Data excerpts:
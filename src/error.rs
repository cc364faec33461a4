//! Error handling and custom error types
//!
//! Provides unified error handling across the application using thiserror.

use thiserror::Error;

#[derive(Error, Debug)]
pub enum Error {
    #[error("IO error: {0}")]
    Io(#[from] std::io::Error),

    #[error("Serialization error: {0}")]
    Serialization(#[from] serde_json::Error),

    #[error("HTTP request error: {0}")]
    Http(#[from] reqwest::Error),

    #[error("{provider} API error (status {status}): {message}")]
    Api {
        provider: &'static str,
        status: reqwest::StatusCode,
        message: String,
    },

    #[error("Response parse error: {0}")]
    Parse(String),

    #[error("Configuration error: {0}")]
    Config(String),

    #[error("Failed to generate cover artwork: {0}")]
    CoverArt(String),
}

pub type Result<T> = std::result::Result<T, Error>;
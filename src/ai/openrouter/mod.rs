pub mod client;
pub mod enhance;
pub mod types;

pub use enhance::OpenRouterClient;
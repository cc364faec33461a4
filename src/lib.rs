//! AI glue layer for Viral Trance Creator - enriches tracks with hosted models
//!
//! Wraps two hosted APIs behind best-effort service interfaces: OpenRouter
//! chat completions for prompt enhancement, viral analysis, and spiritual
//! enrichment, and Gemini for cover artwork rendered to the local filesystem.

pub mod ai;
pub mod app;
pub mod cover;
pub mod error;
pub mod models;
pub mod prompts;

pub use error::{Error, Result};
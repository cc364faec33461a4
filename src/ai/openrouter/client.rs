use super::types::{ChatCompletionRequest, ChatCompletionResponse};
use crate::{Error, Result};
use reqwest::Client;
use serde::de::DeserializeOwned;
use serde::Serialize;
use std::time::Duration;

const DEFAULT_BASE_URL: &str = "https://openrouter.ai/api/v1";

/// App identification headers OpenRouter uses for attribution and rankings.
const HTTP_REFERER: &str = "https://viral-trance-creator.replit.app";
const APP_TITLE: &str = "Viral Trance Creator";

pub(crate) const PROVIDER: &str = "OpenRouter";

/// Lightweight OpenRouter REST client used by the enhancement module.
pub struct OpenRouterHttpClient {
    pub(crate) client: Client,
    pub(crate) api_key: String,
    pub(crate) base_url: String,
    timeout: Duration,
}

impl OpenRouterHttpClient {
    pub fn new(api_key: String, timeout: Duration) -> Self {
        Self::new_with_client(api_key, timeout, Client::new())
    }

    pub fn new_with_client(api_key: String, timeout: Duration, client: Client) -> Self {
        Self {
            client,
            api_key,
            base_url: DEFAULT_BASE_URL.to_string(),
            timeout,
        }
    }

    #[cfg(test)]
    pub fn with_base_url(mut self, base_url: String) -> Self {
        self.base_url = base_url;
        self
    }

    pub async fn post<Req: Serialize, Resp: DeserializeOwned>(
        &self,
        path: &str,
        request: &Req,
    ) -> Result<Resp> {
        let url = format!("{}{}", self.base_url, path);
        let response = self
            .client
            .post(&url)
            .timeout(self.timeout)
            .header("Authorization", format!("Bearer {}", self.api_key))
            .header("HTTP-Referer", HTTP_REFERER)
            .header("X-Title", APP_TITLE)
            .json(request)
            .send()
            .await
            .map_err(|e| {
                tracing::error!("Failed to send request to OpenRouter: {}", e);
                e
            })?;

        if !response.status().is_success() {
            let status = response.status();
            let error_text = response.text().await?;
            tracing::error!("OpenRouter API error (status {}): {}", status, error_text);
            return Err(Error::Api {
                provider: PROVIDER,
                status,
                message: error_text,
            });
        }

        let body = response.text().await?;
        serde_json::from_str(&body).map_err(|e| {
            tracing::error!("Failed to parse OpenRouter response: {}\nBody: {}", e, body);
            Error::Parse(format!("Failed to parse OpenRouter response: {}", e))
        })
    }

    pub async fn chat_completion(
        &self,
        request: ChatCompletionRequest,
    ) -> Result<ChatCompletionResponse> {
        self.post("/chat/completions", &request).await
    }
}
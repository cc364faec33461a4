//! Gemini-backed cover artwork collaborator.
//!
//! Talks to two models over one connection pool: a text model that polishes
//! the deterministic base prompt, and an image model that renders the final
//! square artwork as inline base64 data.

use super::client::GeminiHttpClient;
use crate::ai::CoverArtService;
use crate::models::Track;
use crate::{prompts, Error, Result};
use async_trait::async_trait;
use serde::{Deserialize, Serialize};
use std::fs;
use std::path::Path;
use std::time::Duration;

const ENHANCE_MODEL: &str = "gemini-2.5-pro";
const IMAGE_MODEL: &str = "gemini-2.5-flash-image";

#[derive(Debug, Serialize)]
struct EnhanceRequest {
    system_instruction: Option<Content>,
    contents: Vec<Content>,
}

#[derive(Debug, Serialize)]
struct ImageRequest {
    contents: Vec<Content>,
    #[serde(rename = "generationConfig")]
    generation_config: ImageGenerationConfig,
}

#[derive(Debug, Serialize)]
#[serde(rename_all = "camelCase")]
struct ImageGenerationConfig {
    response_modalities: Vec<String>,
    image_config: ImageConfig,
}

#[derive(Debug, Serialize)]
#[serde(rename_all = "camelCase")]
struct ImageConfig {
    aspect_ratio: String,
}

#[derive(Debug, Serialize, Deserialize)]
struct Content {
    #[serde(skip_serializing_if = "Option::is_none")]
    role: Option<String>,
    parts: Vec<Part>,
}

/// Untagged union of text and inline media content parts.
///
/// Variant order matters for `#[serde(untagged)]` decoding.
#[derive(Debug, Serialize, Deserialize)]
#[serde(untagged)]
enum Part {
    Text {
        text: String,
    },
    InlineData {
        #[serde(rename = "inlineData")]
        inline_data: InlineData,
    },
}

#[derive(Debug, Serialize, Deserialize)]
#[serde(rename_all = "camelCase")]
struct InlineData {
    mime_type: String,
    data: String,
}

#[derive(Debug, Deserialize)]
struct GenerateContentResponse {
    candidates: Vec<Candidate>,
}

#[derive(Debug, Deserialize)]
struct Candidate {
    content: Content,
}

pub struct GeminiCoverClient {
    chat_http: GeminiHttpClient,
    image_http: GeminiHttpClient,
}

impl GeminiCoverClient {
    pub fn new(api_key: String) -> Self {
        Self::new_with_client(api_key, reqwest::Client::new())
    }

    pub fn new_with_client(api_key: String, client: reqwest::Client) -> Self {
        Self {
            chat_http: GeminiHttpClient::new_with_client(
                api_key.clone(),
                ENHANCE_MODEL.to_string(),
                Duration::from_secs(30),
                client.clone(),
            ),
            image_http: GeminiHttpClient::new_with_client(
                api_key,
                IMAGE_MODEL.to_string(),
                Duration::from_secs(120),
                client,
            ),
        }
    }

    #[cfg(test)]
    pub fn with_base_url(mut self, base_url: String) -> Self {
        self.chat_http = self.chat_http.with_base_url(base_url.clone());
        self.image_http = self.image_http.with_base_url(base_url);
        self
    }

    fn extract_text(response: &GenerateContentResponse) -> Option<String> {
        response.candidates.first().and_then(|c| {
            c.content.parts.iter().find_map(|p| match p {
                Part::Text { text } if !text.trim().is_empty() => Some(text.clone()),
                _ => None,
            })
        })
    }
}

#[async_trait]
impl CoverArtService for GeminiCoverClient {
    async fn enhance_cover_prompt(&self, track: &Track, base_prompt: &str) -> Result<String> {
        let user = prompts::render(
            prompts::COVER_USER,
            &[
                ("title", &track.title),
                ("artist", track.artist_name()),
                ("prompt", base_prompt),
            ],
        );

        let request = EnhanceRequest {
            system_instruction: Some(Content {
                role: None,
                parts: vec![Part::Text {
                    text: prompts::COVER_SYSTEM.to_string(),
                }],
            }),
            contents: vec![Content {
                role: Some("user".to_string()),
                parts: vec![Part::Text { text: user }],
            }],
        };

        let response: GenerateContentResponse = self.chat_http.generate_content(&request).await?;

        Self::extract_text(&response)
            .ok_or_else(|| Error::Parse("No text in Gemini enhancement response".to_string()))
    }

    async fn generate_cover_image(&self, prompt: &str, output_path: &Path) -> Result<()> {
        let request = ImageRequest {
            contents: vec![Content {
                role: None,
                parts: vec![Part::Text {
                    text: prompt.to_string(),
                }],
            }],
            generation_config: ImageGenerationConfig {
                response_modalities: vec!["IMAGE".to_string()],
                image_config: ImageConfig {
                    aspect_ratio: "1:1".to_string(),
                },
            },
        };

        let response: GenerateContentResponse = self.image_http.generate_content(&request).await?;

        let image_data = response
            .candidates
            .first()
            .and_then(|c| {
                c.content.parts.iter().find_map(|p| match p {
                    Part::InlineData { inline_data } => Some(inline_data),
                    _ => None,
                })
            })
            .ok_or_else(|| Error::Parse("No image data in Gemini response".to_string()))?;

        tracing::debug!(
            "Gemini returned cover image with mime_type: {}",
            image_data.mime_type
        );

        use base64::Engine as _;
        let bytes = base64::engine::general_purpose::STANDARD
            .decode(&image_data.data)
            .map_err(|e| Error::Parse(format!("Failed to decode Gemini base64 image: {}", e)))?;

        fs::write(output_path, &bytes)?;

        Ok(())
    }
}
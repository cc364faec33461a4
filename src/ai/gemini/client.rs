use crate::{Error, Result};
use reqwest::Client;
use serde::de::DeserializeOwned;
use serde::Serialize;
use std::time::Duration;

const DEFAULT_BASE_URL: &str = "https://generativelanguage.googleapis.com";

pub(crate) const PROVIDER: &str = "Gemini";

/// Lightweight Gemini REST client bound to a single model.
pub struct GeminiHttpClient {
    client: Client,
    api_key: String,
    model: String,
    base_url: String,
    timeout: Duration,
}

impl GeminiHttpClient {
    pub fn new_with_client(
        api_key: String,
        model: String,
        timeout: Duration,
        client: Client,
    ) -> Self {
        Self {
            client,
            api_key,
            model,
            base_url: DEFAULT_BASE_URL.to_string(),
            timeout,
        }
    }

    #[cfg(test)]
    pub fn with_base_url(mut self, base_url: String) -> Self {
        self.base_url = base_url;
        self
    }

    /// Calls the model's `generateContent` endpoint.
    pub async fn generate_content<Req: Serialize, Resp: DeserializeOwned>(
        &self,
        request: &Req,
    ) -> Result<Resp> {
        let url = format!(
            "{}/v1beta/models/{}:generateContent",
            self.base_url, self.model
        );
        let response = self
            .client
            .post(&url)
            .timeout(self.timeout)
            .header("x-goog-api-key", &self.api_key)
            .header("Content-Type", "application/json")
            .json(request)
            .send()
            .await
            .map_err(|e| {
                tracing::error!("Failed to send request to Gemini: {}", e);
                e
            })?;

        if !response.status().is_success() {
            let status = response.status();
            let error_text = response.text().await?;
            tracing::error!("Gemini API error (status {}): {}", status, error_text);
            return Err(Error::Api {
                provider: PROVIDER,
                status,
                message: error_text,
            });
        }

        let body = response.text().await?;
        serde_json::from_str(&body).map_err(|e| {
            tracing::error!("Failed to parse Gemini response: {}\nBody: {}", e, body);
            Error::Parse(format!("Failed to parse Gemini response: {}", e))
        })
    }
}
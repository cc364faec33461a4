use viral_trance_ai::{
    ai::{EnhancementService, MockCoverArtClient, MockEnhancementClient},
    app::App,
    cover::{build_cover_prompt, cover_styles, CoverGenerator},
    models::{Artist, AudioFeatures, PlatformScores, Track, ViralAnalysis},
    Error,
};

fn create_test_track() -> Track {
    Track {
        id: 42,
        title: "Geulah Sunrise".to_string(),
        artist: Some(Artist {
            name: "DJ Nachman".to_string(),
        }),
        audio_features: Some(AudioFeatures {
            bpm: Some(140.0),
            energy: Some(0.9),
            valence: Some(0.8),
        }),
        tags: Some(vec!["uplifting".to_string(), "spiritual".to_string()]),
    }
}

#[tokio::test]
async fn test_full_cover_workflow_with_mocks() {
    let temp = tempfile::tempdir().unwrap();
    let output_dir = temp.path().join("generated_covers");

    let art = MockCoverArtClient::new()
        .with_enhance_response("A radiant sunrise over Jerusalem, gold accents".to_string());
    let art_probe = art.clone();

    let generator = CoverGenerator::new(Box::new(art), &output_dir);

    let web_path = generator
        .generate_cover(&create_test_track(), "ethereal")
        .await
        .unwrap();

    // Web-relative path, sanitized filename
    assert!(web_path.starts_with("/generated_covers/Geulah_Sunrise_"));
    assert!(web_path.ends_with(".png"));

    // The polished prompt reached the image model
    assert_eq!(
        art_probe.image_prompts(),
        vec!["A radiant sunrise over Jerusalem, gold accents".to_string()]
    );

    // And the rendered image exists on disk
    let filename = web_path.rsplit('/').next().unwrap();
    let bytes = std::fs::read(output_dir.join(filename)).unwrap();
    assert!(bytes.starts_with(&[0x89, 0x50, 0x4E, 0x47]));
}

#[tokio::test]
async fn test_cover_workflow_survives_enhancement_outage() {
    let temp = tempfile::tempdir().unwrap();
    let output_dir = temp.path().join("covers");

    let art = MockCoverArtClient::new().with_enhance_failure(true);
    let art_probe = art.clone();

    let track = create_test_track();
    let generator = CoverGenerator::new(Box::new(art), &output_dir);

    let web_path = generator.generate_cover(&track, "neon").await.unwrap();
    assert!(web_path.starts_with("/covers/"));

    // The deterministic base prompt was used instead
    assert_eq!(
        art_probe.image_prompts(),
        vec![build_cover_prompt(&track, "neon")]
    );
}

#[tokio::test]
async fn test_cover_workflow_fails_without_rendered_image() {
    let temp = tempfile::tempdir().unwrap();
    let output_dir = temp.path().join("covers");

    let generator = CoverGenerator::new(
        Box::new(MockCoverArtClient::new().with_image_failure(true)),
        &output_dir,
    );

    let err = generator
        .generate_cover(&create_test_track(), "neon")
        .await
        .unwrap_err();
    assert!(matches!(err, Error::CoverArt(_)));

    // And nothing was written to the output directory
    assert_eq!(std::fs::read_dir(&output_dir).unwrap().count(), 0);
}

#[tokio::test]
async fn test_enhancement_fallbacks_echo_inputs() {
    let client = MockEnhancementClient::new().with_failure(true);

    let enhanced = client.enhance_prompt("original prompt", "euphoric").await;
    assert!(enhanced.is_fallback());
    assert_eq!(enhanced.value(), "original prompt");

    let spirit = client.enrich_spiritual_content("original content").await;
    assert!(spirit.is_fallback());
    assert_eq!(spirit.value(), "original content");

    let analysis = client.analyze_viral_potential("Title", "Description").await;
    assert!(analysis.is_fallback());
    assert_eq!(analysis.value(), &ViralAnalysis::fallback());
}

#[tokio::test]
async fn test_multiple_enhancements_cycle_responses() {
    let client = MockEnhancementClient::new()
        .with_prompt_response("Euphoric version".to_string())
        .with_prompt_response("Dark version".to_string());

    let first = client.enhance_prompt("base", "euphoric").await;
    let second = client.enhance_prompt("base", "dark").await;

    assert_eq!(first.value(), "Euphoric version");
    assert_eq!(second.value(), "Dark version");
    assert_eq!(client.get_call_count(), 2);
}

#[tokio::test]
async fn test_app_cover_requires_gemini_credentials() {
    let app = App::with_services(Box::new(MockEnhancementClient::new()), None);

    let err = app.cover(&create_test_track(), "neon").await.unwrap_err();
    assert!(matches!(err, Error::Config(_)));
    assert!(err.to_string().contains("GEMINI_API_KEY"));
}

#[tokio::test]
async fn test_app_end_to_end_with_mocks() {
    let temp = tempfile::tempdir().unwrap();

    let custom_analysis = ViralAnalysis {
        viral_score: 93,
        strengths: vec!["Massive drop".to_string()],
        improvements: vec![],
        platforms: PlatformScores {
            tiktok: 97,
            instagram: 90,
            youtube: 85,
            spotify: 88,
        },
        best_time_to_post: "Thursday 8 PM".to_string(),
        target_audience: vec!["Festival goers".to_string()],
        hashtag_suggestions: vec!["#geulah".to_string()],
    };

    let app = App::with_services(
        Box::new(
            MockEnhancementClient::new()
                .with_prompt_response("Enhanced anthem".to_string())
                .with_analysis_response(custom_analysis.clone()),
        ),
        Some(CoverGenerator::new(
            Box::new(MockCoverArtClient::new()),
            temp.path().join("generated_covers"),
        )),
    );

    let enhanced = app.enhance("anthem", "euphoric").await;
    assert!(!enhanced.is_fallback());
    assert_eq!(enhanced.value(), "Enhanced anthem");

    let analysis = app.analyze("Geulah Sunrise", "Uplifting trance").await;
    assert_eq!(analysis.value(), &custom_analysis);

    let web_path = app.cover(&create_test_track(), "ethereal").await.unwrap();
    assert!(web_path.starts_with("/generated_covers/"));

    assert_eq!(app.styles().len(), 2);

    let status = app.status();
    assert!(status.enhancement_available);
    assert!(status.cover_generation_configured);
}

#[tokio::test]
async fn test_track_payload_drives_cover_prompt() {
    // Shape the web app sends for a track
    let json = r#"{
        "id": 7,
        "title": "Night Drive",
        "artist": { "name": "Trancer" },
        "audioFeatures": { "bpm": 152.0, "energy": 0.85, "valence": 0.5 }
    }"#;

    let track: Track = serde_json::from_str(json).unwrap();
    let prompt = build_cover_prompt(&track, "neon");

    assert!(prompt.contains("\"Night Drive\" by Trancer"));
    assert!(prompt.contains("high contrast, sharp edges"));
}

#[test]
fn test_cover_styles_catalog_is_stable() {
    let first = cover_styles();
    let second = cover_styles();
    assert_eq!(first, second);
    assert_eq!(first[0].id, "neon");
    assert_eq!(first[1].id, "ethereal");
}

#[test]
fn test_viral_analysis_fallback_matches_api_contract() {
    let json = serde_json::to_value(ViralAnalysis::fallback()).unwrap();

    assert_eq!(json["viralScore"], 75);
    assert_eq!(json["platforms"]["tiktok"], 80);
    assert_eq!(json["bestTimeToPost"], "Friday 6-8 PM");
    assert_eq!(json["targetAudience"][0], "Trance lovers");
}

Exercise:
How many lines in the entries contain the string "EnhanceRequest"? Answer with the number only.

Solution for this exercise:
2